Otros sectores del desarrollo han demostrado también una relativa capacidad de adaptación. Las negociaciones contra el calentamiento global se rigen por la Convención Marco de Naciones Unidas sobre Cambio Climático (UNFCCC, por sus siglas en inglés) y el Acuerdo de París de 2015, y se estructuran alrededor de las Conferencias anuales de las Partes (COP). Sin embargo, el proceso oficial se ha beneficiado de manera creciente del asesoramiento técnico de la comunidad científica –a través del Grupo Intergubernamental de Expertos sobre Cambio Climático (IPCC, por sus siglas en inglés)– y de la permeabilidad a otros actores privados e institucionales.
Si queremos seguir caminando hacia adelante, estamos obligados a adaptar las reglas e instituciones internacionales a la realidad y los desafíos de nuestro tiempo
Las negociaciones oficiales han ido en paralelo a una frenética actividad para regular y estimular la contribución de estos actores. La OCDE, el G20 y el FMI han sido claves para definir mecanismos fiscales y de mercado que estimulen la reducción de emisiones y la inversión en energías renovables. La comunidad financiera ha respondido de manera incremental a estos estímulos y a la presión creciente de los ciudadanos a través de inversores institucionales conscientes de su responsabilidad. Esta forma de gobierno de un bien público global como el clima responde menos a las razones de poder duro y formal que a la gestión inteligente de los intereses y capacidades de todas las partes.

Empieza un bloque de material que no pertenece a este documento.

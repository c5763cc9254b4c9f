//! Group collectors and their incremental accumulators.

use std::collections::BTreeMap;
use std::sync::Arc;

use lodestar_core::domain::Solution;
use lodestar_core::score::Score;
use lodestar_core::Value;

use super::{MetricFn, UniKeyFn};

/// Aggregation applied to each group of a `group_by`.
#[derive(Clone)]
pub enum Collector<Sc: Score> {
    /// Number of members.
    Count,
    /// Sum of an integer metric.
    Sum(MetricFn<Sc>),
    /// Smallest value of an ordering key.
    Min(UniKeyFn<Sc>),
    /// Largest value of an ordering key.
    Max(UniKeyFn<Sc>),
    /// All member values, sorted (deterministic across runs).
    ToList(UniKeyFn<Sc>),
    /// Distinct member values.
    ToSet(UniKeyFn<Sc>),
    /// Cross-group unfairness of an integer load metric; the terminal weight
    /// function is applied once per solution, not per group.
    LoadBalance(MetricFn<Sc>),
}

impl<Sc: Score> std::fmt::Debug for Collector<Sc> {
    fn fmt(&self, f: &mut std::fmt::Formatter<'_>) -> std::fmt::Result {
        let name = match self {
            Collector::Count => "Count",
            Collector::Sum(_) => "Sum",
            Collector::Min(_) => "Min",
            Collector::Max(_) => "Max",
            Collector::ToList(_) => "ToList",
            Collector::ToSet(_) => "ToSet",
            Collector::LoadBalance(_) => "LoadBalance",
        };
        f.write_str(name)
    }
}

pub fn count<Sc: Score>() -> Collector<Sc> {
    Collector::Count
}

pub fn sum<Sc, F>(metric: F) -> Collector<Sc>
where
    Sc: Score,
    F: Fn(&Solution<Sc>, usize) -> i64 + Send + Sync + 'static,
{
    Collector::Sum(Arc::new(metric))
}

pub fn min<Sc, F>(key: F) -> Collector<Sc>
where
    Sc: Score,
    F: Fn(&Solution<Sc>, usize) -> Value + Send + Sync + 'static,
{
    Collector::Min(Arc::new(key))
}

pub fn max<Sc, F>(key: F) -> Collector<Sc>
where
    Sc: Score,
    F: Fn(&Solution<Sc>, usize) -> Value + Send + Sync + 'static,
{
    Collector::Max(Arc::new(key))
}

pub fn to_list<Sc, F>(value: F) -> Collector<Sc>
where
    Sc: Score,
    F: Fn(&Solution<Sc>, usize) -> Value + Send + Sync + 'static,
{
    Collector::ToList(Arc::new(value))
}

pub fn to_set<Sc, F>(value: F) -> Collector<Sc>
where
    Sc: Score,
    F: Fn(&Solution<Sc>, usize) -> Value + Send + Sync + 'static,
{
    Collector::ToSet(Arc::new(value))
}

pub fn load_balance<Sc, F>(metric: F) -> Collector<Sc>
where
    Sc: Score,
    F: Fn(&Solution<Sc>, usize) -> i64 + Send + Sync + 'static,
{
    Collector::LoadBalance(Arc::new(metric))
}

/// Aggregated value handed to a grouped terminal's weight function.
#[derive(Debug, Clone, PartialEq, Eq)]
pub enum Aggregate {
    Count(i64),
    Sum(i64),
    /// `Value::None` when the group is empty.
    Min(Value),
    Max(Value),
    /// Sorted member values (with duplicates).
    List(Vec<Value>),
    /// Sorted distinct member values.
    Set(Vec<Value>),
}

impl Aggregate {
    pub fn as_count(&self) -> i64 {
        match self {
            Aggregate::Count(n) | Aggregate::Sum(n) => *n,
            Aggregate::List(v) => v.len() as i64,
            Aggregate::Set(v) => v.len() as i64,
            _ => 0,
        }
    }
}

/// Incremental per-group state behind an [`Aggregate`].
///
/// One uniform shape covers every collector: a member count, a running sum
/// and a sorted multiset, of which each collector uses what it needs.
#[derive(Debug, Default, Clone)]
pub struct GroupState {
    pub members: usize,
    pub sum: i64,
    pub values: BTreeMap<Value, usize>,
}

impl GroupState {
    pub fn is_empty(&self) -> bool {
        self.members == 0
    }

    pub fn add_value(&mut self, value: Value) {
        *self.values.entry(value).or_insert(0) += 1;
    }

    pub fn remove_value(&mut self, value: &Value) {
        if let Some(n) = self.values.get_mut(value) {
            *n -= 1;
            if *n == 0 {
                self.values.remove(value);
            }
        }
    }

    /// Snapshot as the collector's aggregate.
    pub fn aggregate<Sc: Score>(&self, collector: &Collector<Sc>) -> Aggregate {
        match collector {
            Collector::Count => Aggregate::Count(self.members as i64),
            Collector::Sum(_) => Aggregate::Sum(self.sum),
            Collector::Min(_) => Aggregate::Min(
                self.values
                    .keys()
                    .next()
                    .cloned()
                    .unwrap_or(Value::None),
            ),
            Collector::Max(_) => Aggregate::Max(
                self.values
                    .keys()
                    .next_back()
                    .cloned()
                    .unwrap_or(Value::None),
            ),
            Collector::ToList(_) => Aggregate::List(
                self.values
                    .iter()
                    .flat_map(|(v, n)| std::iter::repeat(v.clone()).take(*n))
                    .collect(),
            ),
            Collector::ToSet(_) => Aggregate::Set(self.values.keys().cloned().collect()),
            Collector::LoadBalance(_) => Aggregate::Sum(self.sum),
        }
    }
}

¿Podemos afinar y extender estos modelos? La gobernanza multilateral del siglo XXI precisará mejores ideas y mecanismos innovadores de colaboración, pero su único fundamento no es muy diferente del que expresaba el secretario del Tesoro estadounidense Henry Morgenthau Jr. en la clausura de la conferencia de Bretton Woods (julio de 1944): “Existe la curiosa noción de que la protección de los intereses nacionales y el desarrollo de la cooperación internacional son filosofías contrapuestas; de que, de un modo u otro, los hombres de diferentes naciones no pueden trabajar juntos sin sacrificar los intereses de sus naciones particulares. (…) Sin embargo, ninguno de nosotros ha encontrado incompatibilidad alguna entre la devoción a sus propios países y la acción conjunta. Al contrario, hemos comprobado que la única salvaguardia real de nuestros intereses nacionales reside en la cooperación internacional”.
Bretton Woods logró que 44 países aliados acordaran la creación de un sistema de instituciones y reglas que promoviese la estabilidad financiera y el progreso económico en el período de posguerra. Con sus virtudes y limitaciones, estas y otras organizaciones creadas en esos años han sostenido uno de los períodos más prósperos, pacíficos y estables de la historia de la humanidad. Si queremos seguir caminando hacia adelante, estamos obligados a adaptar las reglas e instituciones internacionales a la realidad y los desafíos de nuestro tiempo. El gobierno global de nuestros intereses comunes no es discutible, pero sí el modo en que este debe ser ejercido.